As we have mentioned in previous articles on tax havens, it is incredibly difficult to build a criminal case to bring to a judge without access to financial records. The burden of proof to begin the investigation is incredibly high, and therefore (prior to 2012) made chasing the money nigh-impossible. Furthermore, the Banking Law of 1934 did not recognize tax evasion, such as the under-reporting of assets, as a criminal act worthy of subpoena. In effect, Swiss banking threw its arms open to tax evaders and quickly became the world’s tax haven.

Initially, the law proved beneficial to some Jewish citizens. Even German employees of Swiss banks could not disclose account information to the Nazis, and this allowed some Jews to escape to other countries with at least part of their assets intact, or to use their assets to cover the expenses of their escape and emigration. However, some Jewish citizens who were unable to escape Germany and became victims of the Holocaust, as well as their family and descendants, were later victimized again by the same Swiss banking law when they attempted to reclaim their assets after World War II. Numerous European Jews perished in concentration camps and their assets went unclaimed. Sometimes Nazi officials were able to compel them to withdraw their Swiss assets which were then seized by officers of the regime. Sometimes documents were simply lost in the chaos and destruction of the Second World War.

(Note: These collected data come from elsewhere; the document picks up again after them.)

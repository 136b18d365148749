//! Repeated passes over unchanged objects

use keel_validator::prelude::*;
use pretty_assertions::assert_eq;

use crate::common::{Booking, booking_registry, codes};

#[test]
fn valid_object_twice_yields_two_empty_lists() {
    let registry = booking_registry();
    let booking = Booking::valid();
    assert!(registry.validate(&booking).is_empty());
    assert!(registry.validate(&booking).is_empty());
}

#[test]
fn invalid_object_twice_yields_equal_lists() {
    let registry = booking_registry();
    let booking = Booking::invalid();
    let first = registry.validate(&booking);
    let second = registry.validate(&booking);

    assert_eq!(codes(&first), ["required", "email", "less_or_equal", "size"]);
    assert_eq!(first, second);
    for (a, b) in first.iter().zip(&second) {
        assert_eq!(a.message, b.message);
        assert_eq!(a.member_names, b.member_names);
    }
}

#[test]
fn member_scoped_pass_runs_only_that_member() {
    let registry = booking_registry();
    let booking = Booking::invalid();
    let mut results = Vec::new();
    let ctx = ValidationContext::new(&booking).with_member("Rooms");
    assert!(!registry.try_validate_object(&ctx, &mut results));
    assert_eq!(codes(&results), ["size"]);
}

#[test]
fn results_serialise_to_json() {
    let registry = booking_registry();
    let errors = registry.validate(&Booking::invalid());
    let comparison = errors[2].to_json_value();
    assert_eq!(comparison["code"], "less_or_equal");
    assert_eq!(comparison["member_names"], serde_json::json!(["Start", "End"]));
}
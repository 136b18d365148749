//! Property-based tests for keel-validator.

use std::sync::Arc;
use std::sync::atomic::{AtomicUsize, Ordering};

use keel_validator::prelude::*;
use proptest::prelude::*;

fn threshold(limit: i64) -> Specification<i64> {
    Specification::new(move |n: &i64| *n > limit)
}

fn parity(even: bool) -> Specification<i64> {
    Specification::new(move |n: &i64| (n % 2 == 0) == even)
}

// ============================================================================
// ALGEBRA LAWS: and / or / not agree with &&, || and !
// ============================================================================

proptest! {
    #[test]
    fn and_matches_logical_and(limit in -50i64..50, even in any::<bool>(), x in -100i64..100) {
        let a = threshold(limit);
        let b = parity(even);
        prop_assert_eq!(
            a.and(b.clone()).is_satisfied_by(&x),
            a.is_satisfied_by(&x) && b.is_satisfied_by(&x)
        );
    }

    #[test]
    fn or_matches_logical_or(limit in -50i64..50, even in any::<bool>(), x in -100i64..100) {
        let a = threshold(limit);
        let b = parity(even);
        prop_assert_eq!(
            a.or(b.clone()).is_satisfied_by(&x),
            a.is_satisfied_by(&x) || b.is_satisfied_by(&x)
        );
    }

    #[test]
    fn not_negates(limit in -50i64..50, x in -100i64..100) {
        let a = threshold(limit);
        prop_assert_eq!(a.not().is_satisfied_by(&x), !a.is_satisfied_by(&x));
    }

    #[test]
    fn de_morgan(limit in -50i64..50, even in any::<bool>(), x in -100i64..100) {
        let a = threshold(limit);
        let b = parity(even);
        prop_assert_eq!(
            a.and(b.clone()).not().is_satisfied_by(&x),
            a.not().or(b.not()).is_satisfied_by(&x)
        );
    }
}

// ============================================================================
// SHORT-CIRCUIT: the right operand runs only when it can change the outcome
// ============================================================================

proptest! {
    #[test]
    fn and_skips_right_when_left_fails(limit in -50i64..50, x in -100i64..100) {
        let calls = Arc::new(AtomicUsize::new(0));
        let counter = Arc::clone(&calls);
        let spec = threshold(limit).and(move |_: &i64| {
            counter.fetch_add(1, Ordering::SeqCst);
            true
        });

        let _ = spec.is_satisfied_by(&x);
        let expected = usize::from(x > limit);
        prop_assert_eq!(calls.load(Ordering::SeqCst), expected);
    }

    #[test]
    fn or_skips_right_when_left_holds(limit in -50i64..50, x in -100i64..100) {
        let calls = Arc::new(AtomicUsize::new(0));
        let counter = Arc::clone(&calls);
        let spec = threshold(limit).or(move |_: &i64| {
            counter.fetch_add(1, Ordering::SeqCst);
            false
        });

        let _ = spec.is_satisfied_by(&x);
        let expected = usize::from(x <= limit);
        prop_assert_eq!(calls.load(Ordering::SeqCst), expected);
    }
}

// ============================================================================
// RULES: bounds are inclusive, outcomes are deterministic
// ============================================================================

proptest! {
    #[test]
    fn range_is_inclusive(min in -100i64..100, span in 0i64..100, x in -300i64..300) {
        let max = min + span;
        let rule = range(min, max).unwrap();
        let passed = rule.evaluate(&Property::new("Value", &x)).is_success();
        prop_assert_eq!(passed, (min..=max).contains(&x));
    }

    #[test]
    fn string_length_counts_chars(s in "\\PC{0,12}", min in 0usize..5, span in 0usize..5) {
        let max = min + span;
        let rule = string_length(min, max).unwrap();
        let passed = rule.evaluate(&Property::new("Text", s.as_str())).is_success();
        let count = s.chars().count();
        prop_assert_eq!(passed, count >= min && count <= max);
    }

    #[test]
    fn size_matches_element_count(items in prop::collection::vec(any::<u8>(), 0..8)) {
        let rule = size(1, 3).unwrap();
        let passed = rule.evaluate(&Property::new("Items", &items)).is_success();
        prop_assert_eq!(passed, (1..=3).contains(&items.len()));
    }

    #[test]
    fn evaluation_is_idempotent(s in ".{0,40}") {
        let rule = email();
        let first = rule.evaluate(&Property::new("Email", s.as_str()));
        let second = rule.evaluate(&Property::new("Email", s.as_str()));
        prop_assert_eq!(first, second);
    }
}
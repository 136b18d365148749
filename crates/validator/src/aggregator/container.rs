//! Per-object error bookkeeping with change notification

use std::fmt;

use indexmap::IndexSet;

use crate::aggregator::MultiValueMap;
use crate::foundation::ValidationError;

/// A change an [`ErrorContainer`] reports to its subscribers.
#[derive(Debug, Clone, PartialEq, Eq)]
pub enum ErrorEvent {
    /// The violations filed under `property` changed.
    ErrorsChanged {
        /// The property whose violations changed
        property: String,
    },
    /// The container went from valid to invalid or back.
    ValidityChanged {
        /// Whether any violation is filed now
        has_errors: bool,
    },
}

type Subscriber = Box<dyn Fn(&ErrorEvent) + Send + Sync>;

/// Violations of one object, filed by property name.
///
/// A violation naming several properties is filed under each of them.
///
/// # Examples
///
/// ```rust
/// use keel_validator::aggregator::ErrorContainer;
/// use keel_validator::foundation::ValidationError;
///
/// let mut errors = ErrorContainer::new();
/// errors.apply_object_results(vec![
///     ValidationError::new("less_than", "End must be less than Start.", "End").with_member("Start"),
/// ]);
/// assert_eq!(errors.errors_for("End").len(), 1);
/// assert_eq!(errors.errors_for("Start").len(), 1);
///
/// errors.apply_object_results(Vec::new());
/// assert!(errors.is_valid());
/// ```
#[derive(Default)]
pub struct ErrorContainer {
    errors: MultiValueMap<String, ValidationError>,
    subscribers: Vec<Subscriber>,
}

impl ErrorContainer {
    /// Creates an empty container.
    pub fn new() -> Self {
        Self::default()
    }

    /// Registers a callback for every [`ErrorEvent`].
    pub fn subscribe(&mut self, subscriber: impl Fn(&ErrorEvent) + Send + Sync + 'static) {
        self.subscribers.push(Box::new(subscriber));
    }

    /// Replaces every violation with the results of a full-object pass.
    ///
    /// Every property that had or now has violations is reported as changed.
    pub fn apply_object_results(&mut self, results: impl IntoIterator<Item = ValidationError>) {
        let had_errors = self.has_errors();
        let mut touched: IndexSet<String> = self.errors.keys().cloned().collect();

        self.errors.clear();
        for error in results {
            for member in &error.member_names {
                self.errors.add(member.to_string(), error.clone());
            }
        }
        touched.extend(self.errors.keys().cloned());

        for property in touched {
            self.notify(&ErrorEvent::ErrorsChanged { property });
        }
        self.notify_validity(had_errors);
    }

    /// Files the results of a single-property pass.
    ///
    /// Clean results remove the property and notify only if it had
    /// violations. Failing results replace its violations and always notify.
    pub fn apply_property_results(
        &mut self,
        property: &str,
        results: impl IntoIterator<Item = ValidationError>,
    ) {
        self.set_range(property, results);
    }

    /// Replaces the violations filed under `property`.
    ///
    /// An empty set removes the property.
    pub fn set_range(&mut self, property: &str, results: impl IntoIterator<Item = ValidationError>) {
        let had_errors = self.has_errors();
        let results: Vec<ValidationError> = results.into_iter().collect();
        let changed = if results.is_empty() {
            self.errors.remove(property).is_some()
        } else {
            self.errors.set_range(property.to_owned(), results);
            true
        };
        if changed {
            self.notify(&ErrorEvent::ErrorsChanged {
                property: property.to_owned(),
            });
        }
        self.notify_validity(had_errors);
    }

    /// Removes the violations filed under `property`.
    pub fn remove(&mut self, property: &str) {
        self.set_range(property, Vec::new());
    }

    /// Removes every violation, reporting each property that had some.
    pub fn clear(&mut self) {
        self.apply_object_results(Vec::new());
    }

    /// Violations filed under `property`.
    pub fn errors_for(&self, property: &str) -> &[ValidationError] {
        self.errors.get(property)
    }

    /// Every filed violation, by property.
    pub fn errors(&self) -> &MultiValueMap<String, ValidationError> {
        &self.errors
    }

    /// Returns true if any violation is filed.
    pub fn has_errors(&self) -> bool {
        !self.errors.is_empty()
    }

    /// Returns true if no violation is filed.
    pub fn is_valid(&self) -> bool {
        self.errors.is_empty()
    }

    fn notify(&self, event: &ErrorEvent) {
        tracing::trace!(?event, "error container changed");
        for subscriber in &self.subscribers {
            subscriber(event);
        }
    }

    fn notify_validity(&self, had_errors: bool) {
        let has_errors = self.has_errors();
        if has_errors != had_errors {
            self.notify(&ErrorEvent::ValidityChanged { has_errors });
        }
    }
}

impl fmt::Debug for ErrorContainer {
    fn fmt(&self, f: &mut fmt::Formatter<'_>) -> fmt::Result {
        f.debug_struct("ErrorContainer")
            .field("errors", &self.errors)
            .field("subscribers", &self.subscribers.len())
            .finish()
    }
}
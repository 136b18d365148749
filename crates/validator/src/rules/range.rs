//! Numeric range rules

use std::borrow::Cow;
use std::fmt::Display;

use crate::error::{ConfigError, ConfigResult};
use crate::foundation::{Property, Rule, ValidationError, ValidationResult, render_message};

/// Validates that a value lies within `[min, max]`.
///
/// # Examples
///
/// ```rust
/// use keel_validator::foundation::{Property, Rule};
/// use keel_validator::rules::range;
///
/// let rule = range(0, 10).unwrap();
/// assert!(rule.evaluate(&Property::new("Level", &10)).is_success());
/// assert!(rule.evaluate(&Property::new("Level", &11)).is_failure());
/// ```
#[derive(Debug, Clone, PartialEq)]
pub struct Range<N> {
    min: N,
    max: N,
    message: Option<Cow<'static, str>>,
}

impl<N: PartialOrd + Display> Range<N> {
    /// The code carried by this rule's violations.
    pub const CODE: &'static str = "range";

    /// Creates the rule.
    ///
    /// Returns [`ConfigError::InvalidBounds`] if `max < min` or the bounds
    /// do not order (a NaN bound).
    pub fn new(min: N, max: N) -> ConfigResult<Self> {
        let ordered = min.partial_cmp(&min).is_some() && max.partial_cmp(&max).is_some();
        if !ordered || max < min {
            return Err(ConfigError::InvalidBounds {
                rule: Self::CODE,
                min: min.to_string(),
                max: max.to_string(),
            });
        }
        Ok(Self {
            min,
            max,
            message: None,
        })
    }

    /// Overrides the default message. `{name}` expands to the property name.
    #[must_use = "builder methods must be chained or built"]
    pub fn with_message(mut self, message: impl Into<Cow<'static, str>>) -> Self {
        self.message = Some(message.into());
        self
    }

    /// Accepts `Option<N>`, treating `None` as valid.
    #[must_use]
    pub fn nullable(self) -> NullableRange<N> {
        NullableRange { inner: self }
    }

    fn check(&self, name: &str, value: &N) -> ValidationResult {
        if *value >= self.min && *value <= self.max {
            return ValidationResult::Success;
        }

        let message = render_message(self.message.as_deref(), name, || {
            format!("The field {name} must be between {} and {}.", self.min, self.max)
        });
        ValidationResult::failure(
            ValidationError::new(Self::CODE, message, name.to_owned())
                .with_param("min", self.min.to_string())
                .with_param("max", self.max.to_string())
                .with_param("actual", value.to_string()),
        )
    }
}

impl<N> Rule<N> for Range<N>
where
    N: PartialOrd + Display + Send + Sync,
{
    fn evaluate(&self, property: &Property<'_, N>) -> ValidationResult {
        self.check(property.name(), property.value())
    }
}

/// [`Range`] over `Option<N>`. `None` is valid; presence is `required()`'s job.
#[derive(Debug, Clone, PartialEq)]
pub struct NullableRange<N> {
    inner: Range<N>,
}

impl<N: PartialOrd + Display> NullableRange<N> {
    /// Creates the rule.
    ///
    /// Returns [`ConfigError::InvalidBounds`] if `max < min` or a bound is NaN.
    pub fn new(min: N, max: N) -> ConfigResult<Self> {
        Range::new(min, max).map(Range::nullable)
    }

    /// Overrides the default message. `{name}` expands to the property name.
    #[must_use = "builder methods must be chained or built"]
    pub fn with_message(self, message: impl Into<Cow<'static, str>>) -> Self {
        Self {
            inner: self.inner.with_message(message),
        }
    }
}

impl<N> Rule<Option<N>> for NullableRange<N>
where
    N: PartialOrd + Display + Send + Sync,
{
    fn evaluate(&self, property: &Property<'_, Option<N>>) -> ValidationResult {
        match property.value() {
            Some(value) => self.inner.check(property.name(), value),
            None => ValidationResult::Success,
        }
    }
}

/// Creates a [`Range`] rule over `[min, max]`.
pub fn range<N: PartialOrd + Display>(min: N, max: N) -> ConfigResult<Range<N>> {
    Range::new(min, max)
}

/// Creates a [`NullableRange`] rule over `[min, max]`.
pub fn nullable_range<N: PartialOrd + Display>(min: N, max: N) -> ConfigResult<NullableRange<N>> {
    NullableRange::new(min, max)
}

After decades of accusations, investigations and political pressure, a Swiss commission attempted to identify Jewish assets lost during the Holocaust and return them to their rightful owners. Naturally, there was significant suspicion about conflict of interest as Swiss banks could have benefitted from substantial sums of unclaimed assets (plus decades of interest), by conveniently losing documents and taking ownership of assets. Eventually the Volcker Commission inquiry reported about $100 million worth of dormant assets from WWII, of which about one quarter is believed to belong to Holocaust victims. An independent investigation by international scholars largely supported the Volcker Commissions’ findings, which essentially acquitted the Swiss banking industry, agreeing that while there were isolated instances of malfeasance by individual banks and persons, there was no systematic effort to steal the lost assets.

This ugly episode in history provides an interesting glimpse into the benefits and pitfalls of tax havens: while financial secrecy can provide an important safeguard against abuse by corrupt or unstable governments, they also foster an inherent atmosphere of mistrust of the financial system. While recent events have brought into question just how politically neutral the IRS is, in general the US government is stable and respectful of the property rights of its citizens. It is difficult to accept that many US citizens and corporations have a compelling need to stash their fortunes beyond the reach of the IRS or American courts. In an age where many citizens are rightfully concerned about fraud and abuse, and massive frauds are being discovered on a regular basis, tax havens largely undermine people’s confidence in the world of international finance. When banks routinely flout domestic laws and regulators, who would expect them to play by the rules in the massive financial world hiding offshore?